Rehearsal

Rehearsal as memory technique involves verbal repetition of information (often words), which typically has the effect of increasing our long-term memory for the rehearsed information.

Rehearsal is the mental repetition or mental “practicing” of some to-be-learned material. It is usually manifested as implicit speech, or “talking to oneself”—what you do when you need to remember somebody’s phone number but can’t write it down.

For example, if you repeat a phone number you heard at a party, you can remember it until you get home and write it down; you can remember phone numbers you call frequently.

Rehearsal refreshes items in short-term memory; it keeps them active and prevents them from decaying.

Researchers conducted a study to find out how long information is remembered without rehearsal by asking subjects (participants) to remember a series of consonants composed of three meaningless letters such as CHJ.

Subjects were prevented from rehearsing by having to count backward immediately after seeing the groups of three letters. Eighty percent of the subjects recalled the groups of three letters after three seconds. However, only 10 percent of the subjects recalled the groups of three letters after five seconds. This experiment was conducted in the 1950s by Peterson and Peterson.

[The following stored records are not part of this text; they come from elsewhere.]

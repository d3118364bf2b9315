// This Source Code Form is subject to the terms of the Mozilla Public
// License, v. 2.0. If a copy of the MPL was not distributed with this
// file, You can obtain one at https://mozilla.org/MPL/2.0/.

use crate::state::IntegrityLevel;

pub type ElementsResult<T> = core::result::Result<T, ElementsError>;

/// The kind of language exception a caller should throw for an
/// [`ElementsError`].
#[derive(Debug, Clone, Copy, PartialEq, Eq)]
pub enum ExceptionType {
    /// Internal failure; not produced by user-visible semantics.
    Error,
    RangeError,
    TypeError,
}

#[derive(Debug, Clone, PartialEq)]
pub enum ElementsError {
    /// A backing store would need more slots than the soft maximum allows.
    OutOfMemory { requested: u64, limit: u64 },
    InvalidLength(u64),
    IndexOutOfRange(u64),
    InvalidRange { start: u64, end: u64, length: u64 },
    FrozenElement(u64),
    LengthNotWritable,
    NotExtensible(u64),
    SealedElement(u64),
    RangeEditNotAllowed(IntegrityLevel),
    /// An in-bounds fast path was used on an index outside the fast range.
    OutOfBoundsFastAccess(u64),
    /// A kind-specific path was used for a write that requires a transition.
    UnsupportedOperation(&'static str),
    InvariantViolation(String),
}

impl ElementsError {
    pub fn exception_type(&self) -> ExceptionType {
        match self {
            Self::OutOfMemory { .. }
            | Self::InvalidLength(_)
            | Self::IndexOutOfRange(_)
            | Self::InvalidRange { .. } => ExceptionType::RangeError,
            Self::FrozenElement(_)
            | Self::LengthNotWritable
            | Self::NotExtensible(_)
            | Self::SealedElement(_)
            | Self::RangeEditNotAllowed(_) => ExceptionType::TypeError,
            Self::OutOfBoundsFastAccess(_)
            | Self::UnsupportedOperation(_)
            | Self::InvariantViolation(_) => ExceptionType::Error,
        }
    }
}

impl core::fmt::Display for ElementsError {
    fn fmt(&self, f: &mut core::fmt::Formatter<'_>) -> core::fmt::Result {
        match self {
            Self::OutOfMemory { requested, limit } => write!(
                f,
                "Out of memory: requested {requested} elements, limit is {limit}"
            ),
            Self::InvalidLength(length) => write!(f, "Invalid array length {length}"),
            Self::IndexOutOfRange(index) => write!(f, "Array index {index} out of range"),
            Self::InvalidRange { start, end, length } => write!(
                f,
                "Invalid range {start}..{end} for array of length {length}"
            ),
            Self::FrozenElement(index) => {
                write!(f, "Cannot assign to element {index} of a frozen array")
            }
            Self::LengthNotWritable => f.write_str("Cannot assign to read only property 'length'"),
            Self::NotExtensible(index) => {
                write!(f, "Cannot add element {index}, array is not extensible")
            }
            Self::SealedElement(index) => {
                write!(f, "Cannot delete element {index} of a sealed array")
            }
            Self::RangeEditNotAllowed(level) => {
                write!(f, "Cannot insert or remove elements of a {level} array")
            }
            Self::OutOfBoundsFastAccess(index) => {
                write!(f, "Index {index} is outside the in-bounds fast range")
            }
            Self::UnsupportedOperation(operation) => {
                write!(f, "Unsupported operation: {operation}")
            }
            Self::InvariantViolation(message) => {
                write!(f, "Array invariant violated: {message}")
            }
        }
    }
}

impl core::error::Error for ElementsError {}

Although this task—remembering groups of three letters—seemed ridiculously easy, almost all the subjects had forgotten the groups of three letters after 15 seconds when prevented from rehearsing. This study clearly showed that information disappears from short-term memory within seconds unless we continually rehearse the information.

Rehearsal or mental practice can extend the time that information remains in short-term memory Opens in new window but rehearsal prevents new information from entering short-term memory.